● DATA FOR THIS EXERCISE:
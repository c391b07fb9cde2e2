use std::collections::BTreeMap;
use std::fmt;
use std::str::FromStr;

use encoding_rs::Encoding;
use reqwest::Client;
use serde::Deserialize;
use tracing::{debug, info};
use url::Url;

use crate::diagnostics::{Diagnostic, Diagnostics, Outcome};
use crate::error::{Result, ScrapeError};
use crate::fetcher::FetchConfig;
use crate::http;
use crate::xml::{self, OpenSearch};

#[derive(Debug, Clone, Copy, PartialEq, Eq, Hash, Default, Deserialize)]
#[serde(rename_all = "lowercase")]
pub enum FeedKind {
    #[default]
    Atom,
    Rss,
}

impl fmt::Display for FeedKind {
    fn fmt(&self, f: &mut fmt::Formatter<'_>) -> fmt::Result {
        match self {
            FeedKind::Atom => f.write_str("atom"),
            FeedKind::Rss => f.write_str("rss"),
        }
    }
}

impl FromStr for FeedKind {
    type Err = ScrapeError;

    fn from_str(s: &str) -> Result<Self> {
        match s.to_ascii_lowercase().as_str() {
            "atom" => Ok(FeedKind::Atom),
            "rss" => Ok(FeedKind::Rss),
            other => Err(ScrapeError::Validation(format!(
                "'{other}' is neither an Atom feed nor an RSS feed"
            ))),
        }
    }
}

/// Everything a worker needs to fetch and normalize pages on its own.
#[derive(Debug, Clone)]
pub struct FeedContext {
    pub client: Client,
    pub encoding: &'static Encoding,
    pub plain_text: bool,
    pub fetch: FetchConfig,
}

impl FeedContext {
    pub fn new(client: Client, encoding: &'static Encoding) -> Self {
        Self {
            client,
            encoding,
            plain_text: false,
            fetch: FetchConfig::default(),
        }
    }
}

#[derive(Debug, Clone, PartialEq, Eq)]
pub struct FeedPage {
    /// 1-based.
    pub number: u32,
    pub url: String,
    pub kind: FeedKind,
    pub encoding: &'static Encoding,
    /// Records this page should yield.
    pub expected_count: usize,
}

impl fmt::Display for FeedPage {
    fn fmt(&self, f: &mut fmt::Formatter<'_>) -> fmt::Result {
        write!(f, "{} page {} ({})", self.kind, self.number, self.url)
    }
}

/// `rel="next"` / `rel="previous"` links of an Atom page.
#[derive(Debug, Clone, Default, PartialEq, Eq)]
pub struct PageLinks {
    pub next: Option<String>,
    pub previous: Option<String>,
}

#[derive(Debug, Clone)]
pub struct Feed {
    pub url: String,
    pub kind: FeedKind,
    pub total_results: u64,
    pub pages: BTreeMap<u32, FeedPage>,
    pub(crate) ctx: FeedContext,
}

impl Feed {
    /// Fetches the feed root and computes its pages from the `opensearch`
    /// metadata. Unusable metadata leaves the feed with no pages and a
    /// `pagination-unavailable` diagnostic.
    pub async fn open(ctx: FeedContext, url: &str, kind: FeedKind) -> Result<Outcome<Feed>> {
        let response = http::get_ok(&ctx.client, url).await?;
        let body = http::read_text(response, ctx.encoding).await?;

        let mut diagnostics = Diagnostics::default();
        let mut feed = Feed {
            url: url.to_string(),
            kind,
            total_results: 0,
            pages: BTreeMap::new(),
            ctx,
        };

        match xml::parse_document(&body).and_then(|root| OpenSearch::from_document(&root)) {
            Ok(meta) => match compute_pages(url, kind, feed.ctx.encoding, &meta) {
                Ok(pages) => {
                    feed.total_results = meta.total_results;
                    feed.pages = pages;
                    info!(
                        url,
                        %kind,
                        total = meta.total_results,
                        pages = feed.pages.len(),
                        "Feed paginated"
                    );
                }
                Err(err) => diagnostics.push(Diagnostic::PaginationUnavailable {
                    url: url.to_string(),
                    reason: err.to_string(),
                }),
            },
            Err(err) => diagnostics.push(Diagnostic::PaginationUnavailable {
                url: url.to_string(),
                reason: err.to_string(),
            }),
        }

        Ok(Outcome::new(feed, diagnostics))
    }

    /// Reads the neighbour links of an Atom page. RSS pages carry none.
    pub async fn page_links(&self, page_number: u32) -> Result<Outcome<PageLinks>> {
        let mut diagnostics = Diagnostics::default();

        let Some(page) = self.pages.get(&page_number) else {
            diagnostics.push(Diagnostic::UnknownPage(page_number));
            return Ok(Outcome::new(PageLinks::default(), diagnostics));
        };

        let response = http::get_ok(&self.ctx.client, &page.url).await?;
        let body = http::read_text(response, self.ctx.encoding).await?;
        let root = xml::parse_document(&body)?;

        let mut links = PageLinks::default();
        if let Some(feed) = root.child("feed") {
            for link in feed.children_named("link").filter_map(xml::AtomLink::from_element) {
                match link.rel.as_str() {
                    "next" => links.next = Some(link.href),
                    "previous" => links.previous = Some(link.href),
                    _ => {}
                }
            }
        }

        Ok(Outcome::new(links, diagnostics))
    }
}

impl fmt::Display for Feed {
    fn fmt(&self, f: &mut fmt::Formatter<'_>) -> fmt::Result {
        write!(
            f,
            "{} feed {} ({} articles over {} pages)",
            self.kind,
            self.url,
            self.total_results,
            self.pages.len()
        )
    }
}

/// Splits the result range into pages of `items_per_page`, the last one
/// taking the remainder.
pub fn compute_pages(
    base_url: &str,
    kind: FeedKind,
    encoding: &'static Encoding,
    meta: &OpenSearch,
) -> Result<BTreeMap<u32, FeedPage>> {
    if meta.items_per_page == 0 {
        return Err(ScrapeError::DataFormat(
            "opensearch:itemsPerPage is zero".to_string(),
        ));
    }

    let base = Url::parse(base_url)
        .map_err(|e| ScrapeError::DataFormat(format!("invalid feed URL {base_url}: {e}")))?;

    let skipped = meta.start_index.saturating_sub(1);
    let mut remaining = meta.total_results.saturating_sub(skipped);
    let mut start = meta.start_index.max(1);
    let mut number = 0u32;
    let mut pages = BTreeMap::new();

    while remaining > 0 {
        number += 1;
        let expected = remaining.min(meta.items_per_page);

        let mut url = base.clone();
        url.query_pairs_mut()
            .append_pair("start-index", &start.to_string())
            .append_pair("max-results", &meta.items_per_page.to_string());

        debug!(page = number, url = %url, expected, "Computed feed page");
        pages.insert(
            number,
            FeedPage {
                number,
                url: url.to_string(),
                kind,
                encoding,
                expected_count: expected as usize,
            },
        );

        remaining -= expected;
        start += meta.items_per_page;
    }

    Ok(pages)
}
use std::fmt;
use std::hash::{Hash, Hasher};

use chrono::{DateTime, FixedOffset, NaiveDate};

/// Written in place of identifiers that could not be determined.
pub const UNKNOWN_ID: i64 = -1;

pub const ANONYMOUS: &str = "Anonymous";
pub const DEFAULT_EMAIL: &str = "noreply@blogger.com";

/// Parses a numeric Blogger identifier. Profile, post and comment IDs are
/// unsigned and may exceed `i64::MAX`.
pub fn numeric_id(raw: &str) -> Option<u64> {
    raw.trim().parse().ok()
}

/// Formats an optional identifier, using [`UNKNOWN_ID`] when it is missing.
pub struct DisplayId(pub Option<u64>);

impl fmt::Display for DisplayId {
    fn fmt(&self, f: &mut fmt::Formatter<'_>) -> fmt::Result {
        match self.0 {
            Some(id) => write!(f, "{id}"),
            None => write!(f, "{UNKNOWN_ID}"),
        }
    }
}

#[derive(Debug, Clone)]
pub struct Author {
    pub id: Option<u64>,
    pub name: String,
    pub uri: String,
    pub email: String,
    pub image_src: String,
}

#[derive(Debug, Clone, PartialEq, Eq, Hash)]
pub enum AuthorKey {
    Id(u64),
    Profile { name: String, uri: String },
}

impl Author {
    pub fn key(&self) -> AuthorKey {
        match self.id {
            Some(id) => AuthorKey::Id(id),
            None => AuthorKey::Profile {
                name: self.name.clone(),
                uri: self.uri.clone(),
            },
        }
    }
}

impl Default for Author {
    fn default() -> Self {
        Self {
            id: None,
            name: ANONYMOUS.to_string(),
            uri: String::new(),
            email: DEFAULT_EMAIL.to_string(),
            image_src: String::new(),
        }
    }
}

impl PartialEq for Author {
    fn eq(&self, other: &Self) -> bool {
        self.key() == other.key()
    }
}

impl Eq for Author {}

impl Hash for Author {
    fn hash<H: Hasher>(&self, state: &mut H) {
        self.key().hash(state);
    }
}

impl fmt::Display for Author {
    fn fmt(&self, f: &mut fmt::Formatter<'_>) -> fmt::Result {
        write!(f, "{} <{}>", self.name, self.email)
    }
}

#[derive(Debug, Clone)]
pub struct Comment {
    pub id: Option<u64>,
    pub content: String,
    pub published: DateTime<FixedOffset>,
    pub updated: DateTime<FixedOffset>,
    pub author: Author,
    /// Identifier of the owning article.
    pub article_id: Option<u64>,
}

#[derive(Debug, Clone, PartialEq, Eq, Hash)]
pub enum CommentKey {
    Id(u64),
    Body {
        content: String,
        published: DateTime<FixedOffset>,
    },
}

impl Comment {
    pub fn key(&self) -> CommentKey {
        match self.id {
            Some(id) => CommentKey::Id(id),
            None => CommentKey::Body {
                content: self.content.clone(),
                published: self.published,
            },
        }
    }
}

impl PartialEq for Comment {
    fn eq(&self, other: &Self) -> bool {
        self.key() == other.key()
    }
}

impl Eq for Comment {}

impl Hash for Comment {
    fn hash<H: Hasher>(&self, state: &mut H) {
        self.key().hash(state);
    }
}

impl fmt::Display for Comment {
    fn fmt(&self, f: &mut fmt::Formatter<'_>) -> fmt::Result {
        write!(
            f,
            "comment {} by {} on article {}",
            DisplayId(self.id),
            self.author.name,
            DisplayId(self.article_id)
        )
    }
}

#[derive(Debug, Clone)]
pub struct Article {
    pub id: Option<u64>,
    pub title: String,
    pub content: String,
    pub author: Author,
    pub published: DateTime<FixedOffset>,
    pub updated: DateTime<FixedOffset>,
    pub blog_link: Option<String>,
    pub feed_link: Option<String>,
    pub comments: Vec<Comment>,
}

/// Article identity: the numeric ID when there is one, else title plus
/// publication day.
#[derive(Debug, Clone, PartialEq, Eq, Hash)]
pub enum ArticleKey {
    Id(u64),
    Derived { title: String, day: NaiveDate },
}

impl Article {
    pub fn key(&self) -> ArticleKey {
        match self.id {
            Some(id) => ArticleKey::Id(id),
            None => ArticleKey::Derived {
                title: self.title.clone(),
                day: self.published.date_naive(),
            },
        }
    }
}

impl PartialEq for Article {
    fn eq(&self, other: &Self) -> bool {
        self.key() == other.key()
    }
}

impl Eq for Article {}

impl Hash for Article {
    fn hash<H: Hasher>(&self, state: &mut H) {
        self.key().hash(state);
    }
}

impl fmt::Display for Article {
    fn fmt(&self, f: &mut fmt::Formatter<'_>) -> fmt::Result {
        write!(
            f,
            "article {} {:?} by {}, published {}",
            DisplayId(self.id),
            self.title,
            self.author.name,
            self.published.format("%d/%b/%Y")
        )
    }
}
use encoding_rs::{Encoding, UTF_8};
use regex::Regex;
use reqwest::Client;
use reqwest::header::CONTENT_TYPE;
use scraper::{Html, Selector};
use tracing::{debug, info};
use url::Url;

use crate::diagnostics::{Diagnostic, Diagnostics, Outcome};
use crate::error::{Result, ScrapeError};
use crate::feed::{Feed, FeedContext, FeedKind};
use crate::fetcher::FetchConfig;
use crate::http;

const ATOM_TYPE: &str = "application/atom+xml";
const RSS_TYPE: &str = "application/rss+xml";

#[derive(Debug, Clone, Default)]
pub struct SiteOptions {
    pub feed: FeedKind,
    pub plain_text: bool,
    pub fetch: FetchConfig,
}

/// A confirmed Blogger site and the feed chosen for it.
#[derive(Debug, Clone)]
pub struct Blogsite {
    pub canonical_url: String,
    pub encoding: &'static Encoding,
    pub atom_link: Option<String>,
    pub rss_link: Option<String>,
    pub feed: Feed,
}

#[derive(Debug, Clone, Default, PartialEq, Eq)]
pub struct FeedLinks {
    pub atom: Option<String>,
    pub rss: Option<String>,
}

impl Blogsite {
    /// Loads the site root, confirms it is a Blogger blog, discovers its
    /// feeds and paginates the preferred one.
    pub async fn open(client: &Client, site: &str, options: &SiteOptions) -> Result<Outcome<Blogsite>> {
        info!(site, feed = %options.feed, "Opening blog");

        let response = http::get_ok(client, site).await?;
        let content_type = response
            .headers()
            .get(CONTENT_TYPE)
            .and_then(|ct| ct.to_str().ok())
            .map(str::to_string);
        let bytes = http::read_bytes(response).await?;

        let encoding = detect_encoding(content_type.as_deref(), &bytes);
        let html = http::decode(&bytes, encoding);
        debug!(site, encoding = encoding.name(), "Detected site encoding");

        if !is_blogger(&html) {
            return Err(ScrapeError::Validation(format!(
                "could not verify provided site at '{site}' is a Blogger site"
            )));
        }

        let links = discover_feed_links(&html, site);
        let mut diagnostics = Diagnostics::default();
        let (kind, feed_url) = choose_feed(site, options.feed, &links, &mut diagnostics)?;

        let ctx = FeedContext {
            client: client.clone(),
            encoding,
            plain_text: options.plain_text,
            fetch: options.fetch,
        };
        let feed = Feed::open(ctx, &feed_url, kind)
            .await?
            .merge_into(&mut diagnostics);

        Ok(Outcome::new(
            Blogsite {
                canonical_url: site.to_string(),
                encoding,
                atom_link: links.atom,
                rss_link: links.rss,
                feed,
            },
            diagnostics,
        ))
    }
}

/// Picks the preferred feed, or the other one with a `feed-fallback`
/// diagnostic.
pub fn choose_feed(
    site: &str,
    preferred: FeedKind,
    links: &FeedLinks,
    diagnostics: &mut Diagnostics,
) -> Result<(FeedKind, String)> {
    let (wanted, other, other_kind) = match preferred {
        FeedKind::Atom => (&links.atom, &links.rss, FeedKind::Rss),
        FeedKind::Rss => (&links.rss, &links.atom, FeedKind::Atom),
    };

    match (wanted, other) {
        (Some(url), _) => Ok((preferred, url.clone())),
        (None, Some(url)) => {
            diagnostics.push(Diagnostic::FeedFallback {
                preferred,
                used: other_kind,
            });
            Ok((other_kind, url.clone()))
        }
        (None, None) => Err(ScrapeError::NoFeed(site.to_string())),
    }
}

/// Charset from, in order: the `Content-Type` header, a
/// `<meta content="text/html; charset=...">` tag, any charset declaration in
/// the raw body. Defaults to UTF-8.
pub fn detect_encoding(content_type: Option<&str>, bytes: &[u8]) -> &'static Encoding {
    // 1. Try charset from header
    if let Some(encoding) = content_type.and_then(charset_label).and_then(lookup_encoding) {
        return encoding;
    }

    let ascii_head = String::from_utf8_lossy(&bytes[..bytes.len().min(4096)]);

    // 2. Try the http-equiv style meta tag
    if let Some(encoding) = meta_charset(&ascii_head) {
        return encoding;
    }

    // 3. Scan for any charset declaration
    if let Ok(re) = Regex::new(r#"charset\s*=\s*["']?([A-Za-z0-9_\-]+)"#) {
        for cap in re.captures_iter(&ascii_head) {
            if let Some(encoding) = cap.get(1).and_then(|m| lookup_encoding(m.as_str())) {
                return encoding;
            }
        }
    }

    UTF_8
}

fn charset_label(content_type: &str) -> Option<&str> {
    content_type
        .split("charset=")
        .nth(1)
        .map(|label| label.split(';').next().unwrap_or(label).trim().trim_matches('"'))
}

fn lookup_encoding(label: &str) -> Option<&'static Encoding> {
    Encoding::for_label(label.trim().as_bytes())
}

fn meta_charset(html: &str) -> Option<&'static Encoding> {
    let document = Html::parse_document(html);
    let selector = Selector::parse("meta[content]").ok()?;

    document
        .select(&selector)
        .filter_map(|meta| meta.value().attr("content"))
        .filter(|content| content.starts_with("text/html"))
        .filter_map(charset_label)
        .find_map(lookup_encoding)
}

/// Looks for Blogger's `<meta content="blogger">` generator tag.
pub fn is_blogger(html: &str) -> bool {
    let document = Html::parse_document(html);
    if let Ok(selector) = Selector::parse("meta[content]") {
        let tagged = document
            .select(&selector)
            .any(|meta| meta.value().attr("content") == Some("blogger"));
        if tagged {
            return true;
        }
    }

    // Fallback for markup the HTML parser did not keep as a meta element
    match Regex::new(r#"<meta\s+[^>]*content=['"]blogger['"]"#) {
        Ok(re) => re.is_match(html),
        Err(_) => false,
    }
}

/// Collects the `alternate` Atom and RSS `<link>` tags, resolved against
/// the site URL. The last tag of each type wins.
pub fn discover_feed_links(html: &str, site: &str) -> FeedLinks {
    let document = Html::parse_document(html);
    let mut links = FeedLinks::default();

    let Ok(selector) = Selector::parse("link[rel][type][href]") else {
        return links;
    };

    for element in document.select(&selector) {
        let attrs = element.value();
        let alternate = attrs
            .attr("rel")
            .and_then(|rel| rel.split_whitespace().next())
            .is_some_and(|rel| rel.eq_ignore_ascii_case("alternate"));
        if !alternate {
            continue;
        }

        let Some(href) = attrs.attr("href") else {
            continue;
        };
        let href = normalize_url(site, href);

        match attrs.attr("type") {
            Some(ATOM_TYPE) => links.atom = Some(href),
            Some(RSS_TYPE) => links.rss = Some(href),
            _ => {}
        }
    }

    links
}

fn normalize_url(base: &str, href: &str) -> String {
    // Parse base URL
    let base_url = match Url::parse(base) {
        Ok(u) => u,
        Err(_) => return href.to_string(),
    };

    // Resolve relative URL correctly
    match base_url.join(href) {
        Ok(joined) => joined.to_string(),
        Err(_) => href.to_string(),
    }
}

#[cfg(test)]
mod tests {
    use super::*;

    const PAGE: &str = r#"<!DOCTYPE html>
<html><head>
<meta content='text/html; charset=windows-1252' http-equiv='Content-Type'/>
<meta content='blogger' name='generator'/>
<link rel="alternate" type="application/atom+xml" title="Blog - Atom" href="https://blog.example.com/feeds/posts/default"/>
<link rel="alternate" type="application/rss+xml" title="Blog - RSS" href="/feeds/posts/default?alt=rss"/>
<link rel="stylesheet" type="text/css" href="/style.css"/>
</head><body></body></html>"#;

    #[test]
    fn header_charset_wins() {
        let encoding = detect_encoding(Some("text/html; charset=ISO-8859-2"), PAGE.as_bytes());
        assert_eq!(encoding, encoding_rs::ISO_8859_2);
    }

    #[test]
    fn unknown_header_charset_falls_through_to_meta() {
        let encoding = detect_encoding(Some("text/html; charset=bogus"), PAGE.as_bytes());
        assert_eq!(encoding, encoding_rs::WINDOWS_1252);
    }

    #[test]
    fn raw_scan_finds_html5_charset() {
        let html = r#"<html><head><meta charset="Shift_JIS"></head></html>"#;
        assert_eq!(detect_encoding(None, html.as_bytes()), encoding_rs::SHIFT_JIS);
    }

    #[test]
    fn defaults_to_utf8() {
        assert_eq!(detect_encoding(None, b"<html></html>"), UTF_8);
    }

    #[test]
    fn recognises_blogger_sites() {
        assert!(is_blogger(PAGE));
        assert!(!is_blogger("<html><head><meta content='wordpress' name='generator'/></head></html>"));
    }

    #[test]
    fn discovers_and_resolves_feed_links() {
        let links = discover_feed_links(PAGE, "https://blog.example.com/");

        assert_eq!(
            links,
            FeedLinks {
                atom: Some("https://blog.example.com/feeds/posts/default".to_string()),
                rss: Some("https://blog.example.com/feeds/posts/default?alt=rss".to_string()),
            }
        );
    }

    #[test]
    fn falls_back_to_available_feed() {
        let links = FeedLinks {
            atom: None,
            rss: Some("http://x/rss".to_string()),
        };
        let mut diagnostics = Diagnostics::default();
        let (kind, url) = choose_feed("http://x", FeedKind::Atom, &links, &mut diagnostics).unwrap();

        assert_eq!(kind, FeedKind::Rss);
        assert_eq!(url, "http://x/rss");
        assert!(diagnostics.has_code("feed-fallback"));
    }

    #[test]
    fn no_feed_is_an_error() {
        let mut diagnostics = Diagnostics::default();
        let err = choose_feed("http://x", FeedKind::Rss, &FeedLinks::default(), &mut diagnostics).unwrap_err();
        assert!(matches!(err, ScrapeError::NoFeed(_)));
    }
}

● EXERCISE BRIEF:
Write out every line of the data that holds the word "next".

● EXERCISE SOLUTION:
/// `rel="next"` / `rel="previous"` links of an Atom page.
    pub next: Option<String>,
                    "next" => links.next = Some(link.href),
        .map(|label| label.split(';').next().unwrap_or(label).trim().trim_matches('"'))
            .and_then(|rel| rel.split_whitespace().next())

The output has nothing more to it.